Base: view from below

Main panel: youth on left, upper half

Main panel: youth and girl on left

Main panel: Theseus, lower half

Main panel: youth and girl on right

Main panel: Theseus fighting the Minotaur

Collection: Cambridge, Harvard University Art Museums
Summary: Body: Theseus and the Minotaur; Shoulder: satyrs and nymphs.
Ware: Attic Black Figure
Date: ca. 550 BC - ca. 530 BC
Dimensions:

H. 0.44 m.; Diam. 0.43 m.

Shape: Hydria
Beazley Number: 4933
Period: Archaic


Condition:

Broken and repaired, with some pieces missing, most from the black areas of the body but also a large section of the main scene, including the legs, chest, and neck of Theseus; the face, right leg, and right shoulder and arm of the Minotaur; and the right leg of one spectator. Details in added red are well preserved, but most added white has been lost. All previous repainting has been removed.

Decoration Description:

Body: In the center, Theseus holds the Minotaur by one of its horns and stabs it with the sword in his right hand. The monster has fallen to his right, on his right knee, and turns his head back toward Theseus. He holds a stone in his upraised left hand. Theseus has a scabbard at his waist and wears a white fillet (now nearly invisible) and a tunic with a red kilt. He has long red hair and a row of incised curls over his forehead. The Minotaur has added red on his neck and chest, and the hair on his head is indicated with short incisions. Watching the action from either side are two pairs of spectators, in each case a woman and a youth. The women, whose features have been lost with the added white that colored their faces and limbs, wear belted peploi with red overfolds and have himatia with red and white spots draped over their arms. Both wear red fillets and have their hair tied in queues. The youths are nude, but have cloaks with red and white dots and rosettes (now effaced) draped over their arms. Both youths have long red hair, and the one at right has added red around his nipples and on his chest, as on the Minotaur. All four figures hold one arm level at the waist and raise the other perpendicular, as though hailing the central event.

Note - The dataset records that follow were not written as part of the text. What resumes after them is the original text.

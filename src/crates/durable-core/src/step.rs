//! Step Executor - memoized units of work
//!
//! `step(name, op)` looks up `name` in history for the current namespace
//! before doing anything:
//!
//! ```text
//! step("charge", op)
//!   │
//!   ├── record found ──→ succeeded: return recorded value   (op NOT called)
//!   │                    failed:    return recorded error   (op NOT called)
//!   │
//!   └── no record ─────→ run op (with retries)
//!                        ├── Ok(v)       → append succeeded, then return v
//!                        ├── Err(e)      → append failed,    then return e
//!                        └── Suspended / fatal → return without recording
//! ```
//!
//! The record is appended and the append awaited *before* the value is handed
//! back, so a crash can never leave an operation that ran without a record
//! unless the crash happened inside the operation itself.
//!
//! # Example
//!
//! ```rust,ignore
//! let total: u64 = ctx.step("price", || async { Ok(compute_price()) }).await?;
//!
//! let receipt: Receipt = ctx
//!     .step_with_config(
//!         "charge",
//!         StepConfig::new().with_retry(RetryPolicy::new(3).with_error_kinds(["Throttled"])),
//!         || async { gateway.charge(total).await },
//!     )
//!     .await?;
//! ```

use crate::context::DurableContext;
use crate::error::{DurableError, Result};
use crate::retry::{RetryPolicy, RetryState};
use durable_checkpoint::{HistoryError, StepRecord};
use serde::de::DeserializeOwned;
use serde::Serialize;
use std::future::Future;
use tracing::{debug, error, warn};

/// Per-step options
#[derive(Debug, Clone, Default)]
pub struct StepConfig {
    /// Retry policy; falls back to the engine's `[retry]` section when absent
    pub retry: Option<RetryPolicy>,
}

impl StepConfig {
    /// Options with no overrides
    pub fn new() -> Self {
        Self::default()
    }

    /// Attach a retry policy
    pub fn with_retry(mut self, policy: RetryPolicy) -> Self {
        self.retry = Some(policy);
        self
    }
}

impl DurableContext {
    /// Run `op` at most once per execution under `name`.
    ///
    /// On replay the recorded value (or error) is returned without calling `op`.
    pub async fn step<T, F, Fut>(&self, name: &str, op: F) -> Result<T>
    where
        T: Serialize + DeserializeOwned,
        F: FnMut() -> Fut,
        Fut: Future<Output = Result<T>>,
    {
        self.step_with_config(name, StepConfig::default(), op).await
    }

    /// [`step`](Self::step) with explicit options
    pub async fn step_with_config<T, F, Fut>(
        &self,
        name: &str,
        config: StepConfig,
        mut op: F,
    ) -> Result<T>
    where
        T: Serialize + DeserializeOwned,
        F: FnMut() -> Fut,
        Fut: Future<Output = Result<T>>,
    {
        self.claim(name)?;
        if let Some(recorded) = self.lookup::<T>(name).await? {
            return recorded;
        }

        let policy = config.retry.or_else(|| self.runtime.config.retry.to_policy());
        let outcome = self.run_with_retry(name, policy.as_ref(), &mut op).await;
        self.commit(name, outcome).await
    }

    /// Call `op` until it succeeds or the policy gives up
    async fn run_with_retry<T, F, Fut>(
        &self,
        name: &str,
        policy: Option<&RetryPolicy>,
        op: &mut F,
    ) -> Result<T>
    where
        F: FnMut() -> Fut,
        Fut: Future<Output = Result<T>>,
    {
        let mut state = RetryState::new();
        loop {
            let err = match op().await {
                Ok(value) => return Ok(value),
                Err(err) => err,
            };
            state.record_failure(&err);

            let Some(policy) = policy else {
                return Err(err);
            };
            let retries_done = state.retries();
            if !policy.should_retry(&err, retries_done) {
                return Err(err);
            }

            let delay = policy.calculate_delay(retries_done + 1);
            warn!(
                execution_id = %self.execution_id(),
                namespace = %self.namespace(),
                step = name,
                retry = retries_done + 1,
                delay_ms = delay.as_millis() as u64,
                error = %err,
                "step failed, retrying"
            );
            self.runtime.clock.sleep(delay).await;
        }
    }

    /// Run `op` unless `name` is already recorded; no claim, no retry
    pub(crate) async fn run_once<T, F, Fut>(&self, name: &str, op: F) -> Result<T>
    where
        T: Serialize + DeserializeOwned,
        F: FnOnce() -> Fut,
        Fut: Future<Output = Result<T>>,
    {
        if let Some(recorded) = self.lookup::<T>(name).await? {
            return recorded;
        }
        let outcome = op().await;
        self.commit(name, outcome).await
    }

    /// Recorded outcome of `name`, if any.
    ///
    /// The outer `Result` carries store failures; the inner one is the
    /// recorded outcome.
    pub(crate) async fn lookup<T: DeserializeOwned>(&self, name: &str) -> Result<Option<Result<T>>> {
        let key = self.key(name);
        let Some(record) = self.runtime.history.get(&key).await? else {
            return Ok(None);
        };

        debug!(
            execution_id = %self.execution_id(),
            namespace = %self.namespace(),
            step = name,
            sequence = record.sequence,
            "replaying recorded step"
        );
        Ok(Some(match record.outcome() {
            Ok(value) => serde_json::from_value(value).map_err(DurableError::from),
            Err(error) => Err(DurableError::from_error_object(error)),
        }))
    }

    /// Append the outcome of `name` and hand it back once the append is durable.
    ///
    /// Suspensions and fatal errors pass through unrecorded.
    pub(crate) async fn commit<T: Serialize>(&self, name: &str, outcome: Result<T>) -> Result<T> {
        let now = self.runtime.clock.now();
        let key = self.key(name);
        let record = match &outcome {
            Ok(value) => Some(StepRecord::succeeded(key, serde_json::to_value(value)?, now)),
            Err(err) if err.is_recordable() => {
                Some(StepRecord::failed(key, err.to_error_object(), now))
            }
            Err(_) => None,
        };
        let Some(record) = record else {
            return outcome;
        };

        match self.runtime.history.append(record).await {
            Ok(stored) => {
                debug!(
                    execution_id = %self.execution_id(),
                    namespace = %self.namespace(),
                    step = name,
                    sequence = stored.sequence,
                    status = ?stored.status,
                    "step committed"
                );
                outcome
            }
            Err(HistoryError::Conflict(_)) => Err(self.duplicate(name)),
            Err(err) => {
                error!(
                    execution_id = %self.execution_id(),
                    step = name,
                    error = %err,
                    "failed to commit step record"
                );
                Err(err.into())
            }
        }
    }
}

#[cfg(test)]
mod tests {
    use super::*;
    use crate::clock::Clock;
    use crate::context::testing::Harness;
    use durable_checkpoint::{HistoryStore, StepStatus};
    use std::sync::atomic::{AtomicU32, Ordering};
    use std::sync::Arc;

    #[tokio::test]
    async fn test_step_runs_once_across_attempts() {
        let harness = Harness::new().await;
        let calls = Arc::new(AtomicU32::new(0));

        for _ in 0..3 {
            let ctx = harness.attempt();
            let calls = Arc::clone(&calls);
            let value: u32 = ctx
                .step("a", || {
                    let calls = Arc::clone(&calls);
                    async move { Ok(calls.fetch_add(1, Ordering::SeqCst) + 10) }
                })
                .await
                .unwrap();
            assert_eq!(value, 10);
        }
        assert_eq!(calls.load(Ordering::SeqCst), 1);
    }

    #[tokio::test]
    async fn test_failed_step_replays_error() {
        let harness = Harness::new().await;

        let first: Result<u32> = harness
            .attempt()
            .step("charge", || async { Err(DurableError::operation("Declined", "no funds")) })
            .await;
        assert_eq!(first.unwrap_err().kind(), "Declined");

        let replayed: Result<u32> = harness
            .attempt()
            .step("charge", || async { Ok(1) })
            .await;
        let err = replayed.unwrap_err();
        assert_eq!(err.kind(), "Declined");
        assert_eq!(err.to_string(), "Declined: no funds");

        let history = harness.history.history("exec-test").await.unwrap();
        assert_eq!(history.len(), 1);
        assert_eq!(history[0].status, StepStatus::Failed);
    }

    #[tokio::test]
    async fn test_duplicate_name_in_one_attempt() {
        let harness = Harness::new().await;
        let ctx = harness.attempt();
        let _: u32 = ctx.step("a", || async { Ok(1) }).await.unwrap();

        let err = ctx.step::<u32, _, _>("a", || async { Ok(2) }).await.unwrap_err();
        assert!(matches!(err, DurableError::DuplicateStepName { .. }));
    }

    #[tokio::test]
    async fn test_retry_records_single_outcome() {
        let harness = Harness::new().await;
        let calls = Arc::new(AtomicU32::new(0));
        let start = harness.clock.now();

        let policy = RetryPolicy::new(3).with_interval(2.0).with_backoff_rate(2.0);
        let value: u32 = harness
            .attempt()
            .step_with_config("flaky", StepConfig::new().with_retry(policy), || {
                let calls = Arc::clone(&calls);
                async move {
                    let n = calls.fetch_add(1, Ordering::SeqCst);
                    if n < 2 {
                        Err(DurableError::operation("Throttled", "slow down"))
                    } else {
                        Ok(n)
                    }
                }
            })
            .await
            .unwrap();

        assert_eq!(value, 2);
        assert_eq!(calls.load(Ordering::SeqCst), 3);
        // 2s before the first retry, 4s before the second
        assert_eq!((harness.clock.now() - start).num_seconds(), 6);
        assert_eq!(harness.history.record_count().await, 1);
    }

    #[tokio::test]
    async fn test_retry_skips_unmatched_kinds() {
        let harness = Harness::new().await;
        let calls = Arc::new(AtomicU32::new(0));
        let policy = RetryPolicy::new(5).with_error_kinds(["Throttled"]);

        let result: Result<u32> = harness
            .attempt()
            .step_with_config("strict", StepConfig::new().with_retry(policy), || {
                let calls = Arc::clone(&calls);
                async move {
                    calls.fetch_add(1, Ordering::SeqCst);
                    Err(DurableError::operation("Invalid", "bad input"))
                }
            })
            .await;

        assert_eq!(result.unwrap_err().kind(), "Invalid");
        assert_eq!(calls.load(Ordering::SeqCst), 1);
    }

    #[tokio::test]
    async fn test_engine_default_retry_applies() {
        let mut harness = Harness::new().await;
        harness.config.retry.max_attempts = 2;
        let calls = Arc::new(AtomicU32::new(0));

        let result: Result<u32> = harness
            .attempt()
            .step("always-fails", || {
                let calls = Arc::clone(&calls);
                async move {
                    calls.fetch_add(1, Ordering::SeqCst);
                    Err(DurableError::failed("boom"))
                }
            })
            .await;

        assert!(result.is_err());
        assert_eq!(calls.load(Ordering::SeqCst), 3);
    }

    #[tokio::test]
    async fn test_unavailable_store_is_fatal_and_unrecorded() {
        let harness = Harness::new().await;
        harness.history.set_available(false);
        let calls = Arc::new(AtomicU32::new(0));

        let result: Result<u32> = harness
            .attempt()
            .step("a", || {
                let calls = Arc::clone(&calls);
                async move {
                    calls.fetch_add(1, Ordering::SeqCst);
                    Ok(1)
                }
            })
            .await;

        assert!(result.unwrap_err().is_fatal());
        assert_eq!(calls.load(Ordering::SeqCst), 0);
    }

    #[tokio::test]
    async fn test_suspension_from_op_is_not_recorded() {
        let harness = Harness::new().await;
        let result: Result<u32> = harness
            .attempt()
            .step("a", || async { Err(DurableError::Suspended(Default::default())) })
            .await;

        assert!(result.unwrap_err().is_suspended());
        assert_eq!(harness.history.record_count().await, 0);
    }
}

Shoulder: Four pairs of dancing satyrs and nymphs. The satyrs all have red hair and beards. The women all wear belted peploi with red overfolds and have their hair tied in a queue. Because they lack maenadic attributes — thyrsoi, snakes, etc. -the women are more accurately termed nymphs. Their features have been lost through flaking of the added white which colored their faces and limbs. The direction of the dance is to the right, but all of the women and one satyr (the second one) turn their heads to the left. The first satyr raises his left leg and left hand; his partner raises her left hand too. The second satyr holds a drinking horn, and although he looks back at the first pair, raises his left hand toward his own partner, who holds both of her hands low. The third satyr stands with legs together and knees bent, with one hand up and the other down; his partner holds both of her arms down on either side of her body. The fourth satyr raises his left leg and right hand and touches his belly with his other hand; the nymph touches her stomach also.

The scene on the body is framed laterally with ivy wreaths, with red vines and black leaves and berries. The figures on the shoulder stand on a slender line of dilute glaze; above them, below the neck, is a band of tongues, alternately red and black. There is a zone of rays on the lower body. The mouth, neck, handles, and foot are black. Stripes of added red circle the middle of the foot and its ribbed moldings, the top of the zone of rays, the lower body just below the figure panel, the upper and lower edges of the mouth, and the fillet between foot and body. The ends of the handles rotelles are also red.

Shape Description:

Hydria: swollen, bulbous body; rounded shoulder; concave neck; slender rim, flattened on top, with grooves at top and bottom framing a torus molding; echinus foot with lower section grooved to create a reeded profile; fillet between foot and body; small horizontal handles with torus rib in center; low vertical handle, ribbed along the sides and framed at the upper juncture by spool-shaped rotelles.

Inscriptions:

In red wash on the bottom of the foot, now quite pale, a ligature, possibly *P*R.

Graffiti:

On the bottom of the foot: *A*L

Essay:

Buitron No. 12

Collection History:

Bequest of Edith J. Purrington.

Sources Used:

Buitron 1972.

Other Bibliography:

Fogg Art Museum Acquisitions 1962-1963 (before cleaning); Buitron 1972, 32-33, no. 12.